ARSC T3D Users' Newsletter 106, September 27, 1996
T3D/T3E Timings
[ One of our T3D users, Dr. Alan Wallcraft of Stennis Space Center, contributes this article. ]
I have a couple of ocean model benchmark codes which Cray ran on both the T3D and T3E. The original used Fortran 77 and PVM message passing. Vendors are allowed to modify the code, but I don't know to what extent Cray did so. One change they made was to use the Fortran 90 compiler and REAL*4 throughout, since ocean models typically run with 32-bit REALs. The benchmarks use the same basic code but at two sizes, (i) a small 1/2 degree global ocean case, and (ii) a much larger 1/16th degree global case. Since the T3E typically has twice as much memory per node as the T3D, Cray ran on half as many nodes on the T3E. This makes direct node for node comparisons trickier, but even assuming only a 1.8x speedup when doubling the number of nodes (which is about the minimum expected for this kind of code) the T3E is about 3.3x faster than the T3D. This is a very good speedup, particularly since the compiler is presumably still better tuned for the T3D than the T3E (i.e. the T3E compiler will probably improve as it matures).
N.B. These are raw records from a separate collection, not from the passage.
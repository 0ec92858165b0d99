//! Acceptance predicates, one per machine family.
//!
//! Each is evaluated exactly once, when a configuration is built, and the answer is stored on
//! the configuration. Rejected configurations are never re-examined.

use crate::machine::{Fa, Pda, PdaAcceptance, Tm};
use crate::types::{State, Symbol};

/// An FA accepts once all input is consumed in a final state.
pub fn fa_accepts(fa: &Fa, state: &State, position: usize, input_len: usize) -> bool {
    position == input_len && fa.is_final(state)
}

/// A PDA accepts once all input is consumed and the mode it declares is satisfied: either a
/// final state, or a stack holding nothing but the initial marker.
pub fn pda_accepts(
    pda: &Pda,
    state: &State,
    stack: &[Symbol],
    position: usize,
    input_len: usize,
) -> bool {
    if position != input_len {
        return false;
    }

    match pda.acceptance() {
        PdaAcceptance::FinalState { states } => states.contains(state),
        PdaAcceptance::EmptyStack => matches!(stack, [only] if only == pda.initial_stack()),
    }
}

/// A TM accepts as soon as it enters a final state, wherever its head is.
pub fn tm_accepts(tm: &Tm, state: &State) -> bool {
    tm.is_final(state)
}
//! Embedded example machines, grouped by category, that hosts can offer as starting points.

use serde::Serialize;

use crate::compiler::{compile, Compilation};
use crate::machine::{Machine, MachineKind};
use crate::types::AutomataError;

// (category, title, source)
const EXAMPLE_SOURCES: [(&str, &str, &str); 12] = [
    (
        "Tutorial",
        "DFA",
        include_str!("../machines/dfa_different_ends.auto"),
    ),
    (
        "Tutorial",
        "NFA",
        include_str!("../machines/nfa_divisible.auto"),
    ),
    (
        "Tutorial",
        "NFA with epsilon",
        include_str!("../machines/nfa_epsilon.auto"),
    ),
    (
        "Tutorial",
        "DPDA Final State",
        include_str!("../machines/dpda_unequal.auto"),
    ),
    (
        "Tutorial",
        "DPDA Empty Stack",
        include_str!("../machines/dpda_anbn.auto"),
    ),
    (
        "Tutorial",
        "NPDA Empty Stack",
        include_str!("../machines/npda_palindrome.auto"),
    ),
    ("Tutorial", "TM", include_str!("../machines/tm_anbncn.auto")),
    ("DFA", "modulo", include_str!("../machines/dfa_modulo.auto")),
    ("DPDA", "unequal", include_str!("../machines/dpda_unequal.auto")),
    (
        "NPDA",
        "palindrome",
        include_str!("../machines/npda_palindrome.auto"),
    ),
    (
        "NPDA",
        "kleen star stack",
        include_str!("../machines/npda_kleene_star.auto"),
    ),
    ("TM", "a^nb^n", include_str!("../machines/tm_anbn.auto")),
];

/// One embedded example.
#[derive(Debug, Clone, PartialEq, Eq)]
pub struct Example {
    pub category: &'static str,
    pub title: &'static str,
    pub source: &'static str,
}

impl Example {
    /// Compiles the example's source, diagnostics included.
    pub fn compile(&self) -> Compilation {
        compile(self.source)
    }

    pub fn machine(&self) -> Result<Machine, AutomataError> {
        self.compile().into_result()
    }
}

lazy_static::lazy_static! {
    pub static ref EXAMPLES: Vec<Example> = EXAMPLE_SOURCES
        .iter()
        .map(|&(category, title, source)| Example { category, title, source })
        .collect();
}

/// Summary of an example, suitable for listings.
#[derive(Debug, Clone, PartialEq, Eq, Serialize)]
pub struct ExampleInfo {
    pub index: usize,
    pub category: String,
    pub title: String,
    pub kind: MachineKind,
    pub state_count: usize,
    pub transition_count: usize,
}

pub struct ExampleCatalog;

impl ExampleCatalog {
    /// Get the number of available examples
    pub fn count() -> usize {
        EXAMPLES.len()
    }

    /// Get an example by its index
    pub fn by_index(index: usize) -> Result<&'static Example, AutomataError> {
        EXAMPLES.get(index).ok_or_else(|| {
            AutomataError::ValidationError(format!("Example index {} out of range", index))
        })
    }

    /// Get an example by its title, ignoring case. A `category/title` form picks between
    /// examples that share a title.
    pub fn by_title(title: &str) -> Result<&'static Example, AutomataError> {
        let wanted = title.trim().to_lowercase();
        EXAMPLES
            .iter()
            .find(|example| {
                example.title.to_lowercase() == wanted
                    || format!("{}/{}", example.category, example.title).to_lowercase() == wanted
            })
            .ok_or_else(|| AutomataError::ValidationError(format!("Example '{}' not found", title)))
    }

    /// List all example titles, in catalog order
    pub fn titles() -> Vec<&'static str> {
        EXAMPLES.iter().map(|example| example.title).collect()
    }

    /// Indices of the examples whose title or category contains `query`, ignoring case.
    pub fn search(query: &str) -> Vec<usize> {
        let query = query.to_lowercase();
        EXAMPLES
            .iter()
            .enumerate()
            .filter(|(_, example)| {
                example.title.to_lowercase().contains(&query)
                    || example.category.to_lowercase().contains(&query)
            })
            .map(|(index, _)| index)
            .collect()
    }

    /// Compiles the example at `index` and describes the resulting machine.
    pub fn info(index: usize) -> Result<ExampleInfo, AutomataError> {
        let example = Self::by_index(index)?;
        let machine = example.machine()?;

        Ok(ExampleInfo {
            index,
            category: example.category.to_string(),
            title: example.title.to_string(),
            kind: machine.kind(),
            state_count: machine.states().len(),
            transition_count: machine.transition_count(),
        })
    }

    /// Compiles the example at `index`.
    pub fn compile(index: usize) -> Result<Compilation, AutomataError> {
        Ok(Self::by_index(index)?.compile())
    }
}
Peak T3E hardware performance is 4x the T3D (600 Mflops vs 150 Mflops).
#T3D WALL #T3E WALL SPEED-UP SPEED-UP
NODES TIME NODES TIME WALL TIME PER NODE
OCEANS-02 32 440 16 249 1.77x 3.2x
OCEANS-16 128 1350 64 734 1.84x 3.3x
Barriers Revisited
I have found that my intuition regarding the TEST_BARRIER, SET_BARRIER, and WAIT_BARRIER functions was off (see the next article). I've done some more work and come up with a better understanding.
By way of introduction, what do you think the following program will do if compiled for four PEs and run on the T3D?
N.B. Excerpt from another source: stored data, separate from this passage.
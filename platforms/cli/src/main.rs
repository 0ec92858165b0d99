use anyhow::{bail, Context, Result};
use clap::Parser;
use std::path::PathBuf;
use std::process::ExitCode;
use tracing::info;
use tracing_subscriber::EnvFilter;

use automata::loader::DEFINITION_EXTENSION;
use automata::{
    compile, ExampleCatalog, Machine, MachineLoader, Simulation, Status, MAX_EXECUTION_STEPS,
};

#[derive(Parser)]
#[clap(author, version, about, long_about = None, arg_required_else_help = true)]
struct Cli {
    /// The machine to simulate, either a definition source or a `.json` definition
    #[clap(short, long, conflicts_with = "example")]
    machine: Option<PathBuf>,

    /// Simulate an embedded example instead, by title
    #[clap(short, long)]
    example: Option<String>,

    /// An input word; may be given several times. Without one the empty word is simulated
    #[clap(short, long)]
    input: Vec<String>,

    /// Print the configurations after each step
    #[clap(short = 'd', long)]
    debug: bool,

    /// Stop a simulation that is still pending after this many steps
    #[clap(long, default_value_t = MAX_EXECUTION_STEPS)]
    max_steps: usize,

    /// Print the final snapshot of each simulation as JSON
    #[clap(long)]
    json: bool,

    /// List the embedded examples and exit
    #[clap(short, long)]
    list: bool,
}

fn main() -> ExitCode {
    tracing_subscriber::fmt()
        .with_env_filter(EnvFilter::from_default_env())
        .with_writer(std::io::stderr)
        .init();

    let cli = Cli::parse();
    match run(&cli) {
        Ok(code) => code,
        Err(e) => {
            eprintln!("error: {e:#}");
            ExitCode::from(2)
        }
    }
}

fn run(cli: &Cli) -> Result<ExitCode> {
    if cli.list {
        for (index, example) in automata::EXAMPLES.iter().enumerate() {
            println!("{index:>2}  {:<10} {}", example.category, example.title);
        }
        return Ok(ExitCode::SUCCESS);
    }

    let Some(machine) = load(cli)? else {
        return Ok(ExitCode::from(2));
    };

    let mut all_accepted = true;
    for input in inputs(cli) {
        let status = simulate(&machine, input, cli)?;
        all_accepted &= status == Status::Accept;
    }

    Ok(if all_accepted {
        ExitCode::SUCCESS
    } else {
        ExitCode::from(1)
    })
}

/// The words to simulate, falling back to the empty word.
fn inputs(cli: &Cli) -> Vec<&str> {
    if cli.input.is_empty() {
        vec![""]
    } else {
        cli.input.iter().map(String::as_str).collect()
    }
}

/// Loads the requested machine, printing compile diagnostics. `None` means it did not compile.
fn load(cli: &Cli) -> Result<Option<Machine>> {
    let (name, source) = match (&cli.machine, &cli.example) {
        (Some(path), _) => {
            if path.extension().is_some_and(|ext| ext == DEFINITION_EXTENSION) {
                let machine = MachineLoader::load_machine(path)
                    .with_context(|| format!("failed to load {}", path.display()))?;
                return Ok(Some(machine));
            }

            let source = MachineLoader::read_source(path)
                .with_context(|| format!("failed to read {}", path.display()))?;
            (path.display().to_string(), source)
        }
        (None, Some(title)) => {
            let example = ExampleCatalog::by_title(title)?;
            (example.title.to_string(), example.source.to_string())
        }
        (None, None) => bail!("either --machine or --example is required"),
    };

    let compilation = compile(&source);
    if !compilation.diagnostics.is_empty() {
        eprintln!("{}\n", compilation.render(&source));
    }
    info!(
        machine = %name,
        errors = compilation.errors().count(),
        warnings = compilation.warnings().count(),
        "compiled"
    );

    Ok(compilation.machine)
}

fn simulate(machine: &Machine, input: &str, cli: &Cli) -> Result<Status> {
    let mut simulation = Simulation::new(machine, input);
    if cli.debug {
        print!("{}", simulation.snapshot());
    }

    let mut status = simulation.status();
    while !status.is_terminal() && simulation.step_count() < cli.max_steps {
        status = simulation.step();
        if cli.debug {
            print!("{}", simulation.snapshot());
        }
    }

    let snapshot = simulation.snapshot();
    if cli.json {
        println!("{}", serde_json::to_string_pretty(&snapshot)?);
    }

    println!("{input:?}: {status} after {} steps", snapshot.step);
    if let Some(path) = snapshot.accepted_paths.first().filter(|p| !p.is_empty()) {
        println!("  path: {}", path.join(", "));
    }

    Ok(status)
}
ccccccccccccccccccccccccccccccc
program wait1
intrinsic MY_PE
call WAIT_BARRIER ()
print*, MY_PE(), " done."
end
ccccccc
It terminates normally:
denali$ a.out 0 done. 2 done. 3 done. 1 done.
How about this?
ccccccccccccccccccccccccccccccc
program wait2
intrinsic MY_PE
logical TEST_BARRIER
print*, MY_PE(), " Before: TEST_BARRIER()= ", TEST_BARRIER()
if (MY_PE() .EQ. 0) then
call SET_BARRIER ()
else
call sleep (5)
call WAIT_BARRIER ()
endif
print*, MY_PE(), " After: TEST_BARRIER()= ", TEST_BARRIER()
end
ccccccc
It terminates normally, with this output:
denali$ a.out 1 Before: TEST_BARRIER()= T 3 Before: TEST_BARRIER()= T 2 Before: TEST_BARRIER()= T 0 Before: TEST_BARRIER()= T 0 After: TEST_BARRIER()= F 1 After: TEST_BARRIER()= T 3 After: TEST_BARRIER()= T 2 After: TEST_BARRIER()= T
And this?
ccccccccccccccccccccccccccccccc
program barr1
intrinsic MY_PE
if (MY_PE() .EQ. 0) then
call sleep (5)
call barrier ()
call barrier ()
else
call SET_BARRIER ()
call SET_BARRIER ()
call SET_BARRIER ()
call SET_BARRIER ()
call barrier ()
endif
print*, MY_PE(), " done."
end
ccccccc
It hangs on the second barrier call in PE0, and must be interrupted:
denali$ a.out
2 done.
1 done.
3 done.
Interrupt
Beginning of Traceback (PE 0):
Started from address 0x20000c0514 in routine '_sma_deadlock_wait'.
Called from line 78 (address 0x20000c0720) in routine 'barrier'.
Called from line 8 (address 0x20000001a4) in routine 'WAIT'.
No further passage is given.